(Dataset entries)
//! Services the executor performs effects through.
//!
//! The executor never touches keys, sockets or storage directly. Embedders
//! provide these traits; [`crate::memory`] has in-process implementations.

use async_trait::async_trait;
use sc_crypto::{ExtendedPublicKey, H256, Signature};

use crate::error::MachineResult;
use crate::ethereum::{CommitmentKind, Transaction};
use crate::inbox::InboxKey;
use crate::models::AppInstance;
use crate::protocol::{Protocol, ProtocolMessage};

/// Holder of the local node's keys.
#[async_trait]
pub trait SigningService: Send + Sync {
    /// The node's public identity.
    fn extended_public_key(&self) -> ExtendedPublicKey;

    /// Sign `digest` with the child key at `key_index`.
    async fn sign(&self, digest: &H256, key_index: u64) -> MachineResult<Signature>;
}

/// Delivery of protocol messages between nodes.
#[async_trait]
pub trait IoTransport: Send + Sync {
    async fn send(&self, to: &ExtendedPublicKey, message: ProtocolMessage) -> MachineResult<()>;

    /// Next message queued under `key`.
    async fn receive(&self, key: &InboxKey) -> MachineResult<ProtocolMessage>;
}

/// Durable archive of fully signed commitments.
#[async_trait]
pub trait CommitmentStore: Send + Sync {
    async fn store_commitment(
        &self,
        protocol: Protocol,
        kind: CommitmentKind,
        hash: H256,
        transaction: Transaction,
    ) -> MachineResult<()>;
}

/// App-specific state transition used by the TakeAction protocol.
pub trait AppLogic: Send + Sync {
    /// The state `app` moves to when `action` is applied to its latest state.
    ///
    /// Must be deterministic: both parties compute it independently and
    /// sign the result.
    fn apply_action(&self, app: &AppInstance, action: &[u8]) -> MachineResult<Vec<u8>>;
}
impl StateChannel {
    /// An empty channel without a free balance.
    ///
    /// # Errors
    /// Fails unless exactly two distinct xpubs are given.
    pub fn new(multisig_address: Address, xpubs: &[ExtendedPublicKey]) -> MachineResult<Self> {
        if xpubs.len() != 2 || xpubs[0] == xpubs[1] {
            return Err(MachineError::Crypto(format!(
                "A channel needs two distinct owners, got {}",
                xpubs.len()
            )));
        }
        let mut keyed = xpubs
            .iter()
            .map(|xpub| Ok((xpub.owner_address()?, *xpub)))
            .collect::<MachineResult<Vec<_>>>()?;
        keyed.sort_by_key(|(owner, _)| *owner);

        Ok(Self {
            multisig_address,
            multisig_owners: keyed.iter().map(|(owner, _)| *owner).collect(),
            user_neutered_extended_keys: keyed.into_iter().map(|(_, xpub)| xpub).collect(),
            app_instances: BTreeMap::new(),
            free_balance: None,
            eth_virtual_app_agreement_instances: BTreeMap::new(),
            num_installed_apps: 0,
            root_nonce_value: 0,
        })
    }

    /// A freshly set up channel with a zero free balance.
    pub fn setup_channel(
        network: &NetworkContext,
        multisig_address: Address,
        xpubs: &[ExtendedPublicKey],
        free_balance_timeout: u64,
    ) -> MachineResult<Self> {
        Self::new(multisig_address, xpubs)?.setup(network, free_balance_timeout)
    }

    /// Install the free balance at sequence number `num_installed_apps`.
    ///
    /// # Errors
    /// [`MachineError::AlreadySetUp`] if the channel already has apps.
    pub fn setup(&self, network: &NetworkContext, free_balance_timeout: u64) -> MachineResult<Self> {
        if self.free_balance.is_some() || self.num_installed_apps > 0 {
            return Err(MachineError::AlreadySetUp(self.multisig_address));
        }

        let (alice, bob) = self.owner_pair()?;
        let state = FreeBalanceState::zero(alice, bob);
        let free_balance = AppInstance {
            multisig_address: self.multisig_address,
            signing_keys: self.signing_keys_for(self.num_installed_apps)?,
            default_timeout: free_balance_timeout,
            app_interface: AppInterface {
                addr: network.eth_bucket,
                state_encoding: FREE_BALANCE_STATE_ENCODING.to_string(),
                action_encoding: None,
            },
            terms: Terms::eth(u128::MAX),
            is_virtual_app: false,
            app_seq_no: self.num_installed_apps,
            root_nonce_value: self.root_nonce_value,
            latest_state: state.encode()?,
            latest_nonce: 0,
            latest_timeout: free_balance_timeout,
        };

        Ok(Self {
            free_balance: Some(free_balance),
            num_installed_apps: self.num_installed_apps + 1,
            ..self.clone()
        })
    }

    // ========================================================================
    // Accessors
    // ========================================================================

    pub fn multisig_address(&self) -> Address {
        self.multisig_address
    }

    /// Owner addresses, sorted ascending.
    pub fn multisig_owners(&self) -> &[Address] {
        &self.multisig_owners
    }

    /// The two owners as `(alice, bob)`.
    ///
    /// # Errors
    /// [`MachineError::MalformedChannel`] if a stored channel lost an owner.
    pub fn owner_pair(&self) -> MachineResult<(Address, Address)> {
        match self.multisig_owners.as_slice() {
            [alice, bob] => Ok((*alice, *bob)),
            owners => Err(MachineError::MalformedChannel {
                multisig: self.multisig_address,
                owners: owners.len(),
            }),
        }
    }

    pub fn user_neutered_extended_keys(&self) -> &[ExtendedPublicKey] {
        &self.user_neutered_extended_keys
    }

    pub fn num_installed_apps(&self) -> u64 {
        self.num_installed_apps
    }

    pub fn root_nonce_value(&self) -> u64 {
        self.root_nonce_value
    }

    /// Sequence number the next installed app receives.
    pub fn next_app_seq_no(&self) -> u64 {
        self.num_installed_apps + 1
    }

    pub fn app_instances(&self) -> &BTreeMap<H256, AppInstance> {
        &self.app_instances
    }

    pub fn has_app_instance(&self, app_id: &H256) -> bool {
        self.app_instances.contains_key(app_id)
    }

    pub fn app_instance(&self, app_id: &H256) -> MachineResult<&AppInstance> {
        self.app_instances
            .get(app_id)
            .ok_or(MachineError::UnknownApp(*app_id))
    }

    pub fn has_free_balance(&self) -> bool {
        self.free_balance.is_some()
    }

    pub fn free_balance(&self) -> MachineResult<&AppInstance> {
        self.free_balance
            .as_ref()
            .ok_or(MachineError::FreeBalanceMissing(self.multisig_address))
    }

    pub fn free_balance_state(&self) -> MachineResult<FreeBalanceState> {
        FreeBalanceState::decode(&self.free_balance()?.latest_state)
    }

    pub fn eth_virtual_app_agreement_instances(
        &self,
    ) -> &BTreeMap<H256, EthVirtualAppAgreementInstance> {
        &self.eth_virtual_app_agreement_instances
    }

    /// The agreement backing the virtual app `target_id`.
    pub fn agreement_for(&self, target_id: &H256) -> MachineResult<&EthVirtualAppAgreementInstance> {
        self.eth_virtual_app_agreement_instances
            .get(target_id)
            .ok_or(MachineError::UnknownApp(*target_id))
    }

    /// Both owners' signing addresses at `index`, sorted.
    pub fn signing_keys_for(&self, index: u64) -> MachineResult<Vec<Address>> {
        Ok(xkeys_to_sorted_kth_addresses(
            &self.user_neutered_extended_keys,
            index,
        )?)
    }

    /// Whether the channel is owned by exactly these two xpubs.
    pub fn is_between(&self, a: &ExtendedPublicKey, b: &ExtendedPublicKey) -> bool {
        self.user_neutered_extended_keys.contains(a) && self.user_neutered_extended_keys.contains(b)
    }

    /// Split an amount owed to `owner` into `(alice, bob)` form.
    pub fn split_for_owner(&self, owner: &Address, amount: u128) -> MachineResult<(u128, u128)> {
        let (alice, bob) = self.owner_pair()?;
        if *owner == alice {
            Ok((amount, 0))
        } else if *owner == bob {
            Ok((0, amount))
        } else {
            Err(MachineError::NotAnOwner(*owner))
        }
    }

    /// Funds held by the multisig: free balance plus the caps of installed
    /// apps and the collateral of agreements.
    pub fn total_value(&self) -> MachineResult<u128> {
        let mut total = match &self.free_balance {
            Some(_) => self.free_balance_state()?.total()?,
            None => 0,
        };
        let locked = self
            .app_instances
            .values()
            .filter(|app| !app.is_virtual_app)
            .map(|app| app.terms.limit)
            .chain(
                self.eth_virtual_app_agreement_instances
                    .values()
                    .map(|agreement| agreement.capital_provided),
            );
        for amount in locked {
            total = total.checked_add(amount).ok_or(MachineError::BalanceOverflow)?;
        }
        Ok(total)
    }

    // ========================================================================
    // Transitions
    // ========================================================================

    fn with_free_balance<F>(&self, update: F) -> MachineResult<Self>
    where
        F: FnOnce(&FreeBalanceState) -> MachineResult<FreeBalanceState>,
    {
        let free_balance = self.free_balance()?;
        let state = update(&FreeBalanceState::decode(&free_balance.latest_state)?)?;
        Ok(Self {
            free_balance: Some(free_balance.set_state(state.encode()?, None)),
            ..self.clone()
        })
    }

    fn check_next_seq_no(&self, app_seq_no: u64) -> MachineResult<()> {
        let expected = self.next_app_seq_no();
        if app_seq_no != expected {
            return Err(MachineError::NestedAppSequenceConflict {
                expected,
                actual: app_seq_no,
            });
        }
        Ok(())
    }

    /// Credit the free balance, as after an on-chain deposit.
    pub fn increment_free_balance(&self, alice: u128, bob: u128) -> MachineResult<Self> {
        self.with_free_balance(|state| state.increment(alice, bob))
    }

    /// Install `app`, funding it from the free balance.
    ///
    /// The decrements together must equal the app's limit: whatever the app
    /// may pay out on uninstall is exactly what it took.
    ///
    /// # Errors
    /// - [`MachineError::NestedAppSequenceConflict`] unless `app` carries the
    ///   next sequence number
    /// - [`MachineError::InsufficientFunds`] if either owner cannot cover
    ///   their decrement
    /// - [`MachineError::CollateralMismatch`] if the decrements do not add up
    ///   to `app.terms.limit`
    pub fn install_app(
        &self,
        app: AppInstance,
        alice_decrement: u128,
        bob_decrement: u128,
    ) -> MachineResult<Self> {
        self.check_next_seq_no(app.app_seq_no)?;
        let next = self.with_free_balance(|state| state.decrement(alice_decrement, bob_decrement))?;
        let funded = alice_decrement
            .checked_add(bob_decrement)
            .ok_or(MachineError::BalanceOverflow)?;
        if funded != app.terms.limit {
            return Err(MachineError::CollateralMismatch {
                funded,
                limit: app.terms.limit,
            });
        }
        next.insert_app(app)
    }

    /// Install the balance-refund app recording an on-chain deposit.
    ///
    /// The deposit reached the multisig outside the free balance, so nothing
    /// is debited; the app's limit is the deposited amount and uninstalling
    /// it credits that amount to the depositor.
    ///
    /// # Errors
    /// [`MachineError::CollateralMismatch`] unless `app` is the network's
    /// balance-refund app.
    pub fn install_deposit(&self, network: &NetworkContext, app: AppInstance) -> MachineResult<Self> {
        self.check_next_seq_no(app.app_seq_no)?;
        if app.app_interface.addr != network.eth_balance_refund {
            return Err(MachineError::CollateralMismatch {
                funded: 0,
                limit: app.terms.limit,
            });
        }
        self.free_balance()?;
        self.insert_app(app)
    }

    fn insert_app(&self, app: AppInstance) -> MachineResult<Self> {
        let app_id = app.identity_hash()?;
        trace!(multisig = %self.multisig_address, app = %app_id, seq = app.app_seq_no, "install app");
        let mut next = self.clone();
        next.app_instances.insert(app_id, app);
        next.num_installed_apps += 1;
        Ok(next)
    }

    /// Remove an app, crediting the owners with its payout.
    ///
    /// # Errors
    /// - [`MachineError::UnknownApp`] if the app is not installed
    /// - [`MachineError::InvalidPayout`] if the payout exceeds the app's limit
    pub fn uninstall_app(
        &self,
        app_id: &H256,
        alice_increment: u128,
        bob_increment: u128,
    ) -> MachineResult<Self> {
        let app = self.app_instance(app_id)?;
        let payout = alice_increment
            .checked_add(bob_increment)
            .ok_or(MachineError::BalanceOverflow)?;
        if payout > app.terms.limit {
            return Err(MachineError::InvalidPayout {
                payout,
                limit: app.terms.limit,
            });
        }
        trace!(multisig = %self.multisig_address, app = %app_id, payout, "uninstall app");

        let mut next = self.with_free_balance(|state| state.increment(alice_increment, bob_increment))?;
        next.app_instances.remove(app_id);
        Ok(next)
    }

    /// Replace an app's state, advancing its nonce.
    pub fn set_state(&self, app_id: &H256, state: Vec<u8>, timeout: Option<u64>) -> MachineResult<Self> {
        let app = self.app_instance(app_id)?.set_state(state, timeout);
        let mut next = self.clone();
        next.app_instances.insert(*app_id, app);
        Ok(next)
    }

    /// Freeze an app at `nonce_expiry`.
    pub fn lock_app_instance(&self, app_id: &H256, nonce_expiry: u64) -> MachineResult<Self> {
        let app = self.app_instance(app_id)?.lock_state(nonce_expiry);
        let mut next = self.clone();
        next.app_instances.insert(*app_id, app);
        Ok(next)
    }

    /// Lock collateral for a virtual app in this leg.
    pub fn install_eth_virtual_app_agreement_instance(
        &self,
        agreement: EthVirtualAppAgreementInstance,
        alice_decrement: u128,
        bob_decrement: u128,
    ) -> MachineResult<Self> {
        self.check_next_seq_no(agreement.app_seq_no)?;
        let mut next = self.with_free_balance(|state| state.decrement(alice_decrement, bob_decrement))?;
        next.eth_virtual_app_agreement_instances
            .insert(agreement.target_app_identity_hash, agreement);
        next.num_installed_apps += 1;
        Ok(next)
    }

    /// Release the collateral backing `target_id`, crediting the payouts.
    ///
    /// # Errors
    /// - [`MachineError::UnknownApp`] if no agreement backs `target_id`
    /// - [`MachineError::InvalidPayout`] if the payout exceeds the collateral
    pub fn uninstall_eth_virtual_app_agreement_instance(
        &self,
        target_id: &H256,
        alice_increment: u128,
        bob_increment: u128,
    ) -> MachineResult<Self> {
        let agreement = self.agreement_for(target_id)?;
        let payout = alice_increment
            .checked_add(bob_increment)
            .ok_or(MachineError::BalanceOverflow)?;
        if payout > agreement.capital_provided {
            return Err(MachineError::InvalidPayout {
                payout,
                limit: agreement.capital_provided,
            });
        }
        let mut next = self.with_free_balance(|state| state.increment(alice_increment, bob_increment))?;
        next.eth_virtual_app_agreement_instances.remove(target_id);
        Ok(next)
    }

    /// Add a virtual app. No funds move in this channel.
    pub fn install_virtual_app(&self, app: AppInstance) -> MachineResult<Self> {
        self.check_next_seq_no(app.app_seq_no)?;
        let app_id = app.identity_hash()?;
        let mut next = self.clone();
        next.app_instances.insert(app_id, app);
        next.num_installed_apps += 1;
        Ok(next)
    }

    /// Drop a virtual app after its agreements settled.
    pub fn remove_virtual_app(&self, app_id: &H256) -> MachineResult<Self> {
        if !self.has_app_instance(app_id) {
            return Err(MachineError::UnknownApp(*app_id));
        }
        let mut next = self.clone();
        next.app_instances.remove(app_id);
        Ok(next)
    }
}
//! Virtual app agreements.
//!
//! A virtual app lives between two parties that share no channel. Each of
//! them has a channel with a common intermediary, and in each of those legs
//! an agreement instance locks the collateral the virtual app may pay out.

use sc_abi::{encode, Token};
use sc_crypto::{keccak256, Address, H256};
use serde::{Deserialize, Serialize};

use crate::error::MachineResult;
use crate::models::app_instance::{uninstall_key, Terms};

/// Collateral backing a virtual app inside one leg's channel.
#[derive(Debug, Clone, PartialEq, Eq, Serialize, Deserialize)]
#[serde(rename_all = "camelCase")]
pub struct EthVirtualAppAgreementInstance {
    /// Multisig of the leg channel holding the collateral.
    pub multisig_address: Address,
    pub terms: Terms,
    pub app_seq_no: u64,
    pub root_nonce_value: u64,
    /// Block after which the agreement resolves without the virtual app.
    pub expiry: u64,
    /// Total collateral locked in this leg.
    pub capital_provided: u128,
    /// Owner addresses of the two virtual app parties, sorted.
    pub beneficiaries: Vec<Address>,
    pub target_app_identity_hash: H256,
}

impl EthVirtualAppAgreementInstance {
    /// ABI tuple passed to the agreement contract.
    pub fn to_token(&self) -> MachineResult<Token> {
        Ok(Token::Tuple(vec![
            Token::Address(self.multisig_address),
            Token::Bytes32(self.terms.hash()?),
            Token::Uint(u128::from(self.app_seq_no)),
            Token::Uint(u128::from(self.root_nonce_value)),
            Token::Uint(u128::from(self.expiry)),
            Token::Uint(self.capital_provided),
            Token::addresses(&self.beneficiaries),
            Token::Bytes32(self.target_app_identity_hash),
        ]))
    }

    pub fn identity_hash(&self) -> MachineResult<H256> {
        Ok(keccak256(&encode(&[self.to_token()?])?))
    }

    pub fn uninstall_key(&self) -> MachineResult<H256> {
        uninstall_key(self.multisig_address, self.app_seq_no)
    }
}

What to work on:
Your answer consists solely of the lines from the top of the records above through the line that contains "with the child", each echoed exactly.

Exercise result:
//! Services the executor performs effects through.
//!
//! The executor never touches keys, sockets or storage directly. Embedders
//! provide these traits; [`crate::memory`] has in-process implementations.

use async_trait::async_trait;
use sc_crypto::{ExtendedPublicKey, H256, Signature};

use crate::error::MachineResult;
use crate::ethereum::{CommitmentKind, Transaction};
use crate::inbox::InboxKey;
use crate::models::AppInstance;
use crate::protocol::{Protocol, ProtocolMessage};

/// Holder of the local node's keys.
#[async_trait]
pub trait SigningService: Send + Sync {
    /// The node's public identity.
    fn extended_public_key(&self) -> ExtendedPublicKey;

    /// Sign `digest` with the child key at `key_index`.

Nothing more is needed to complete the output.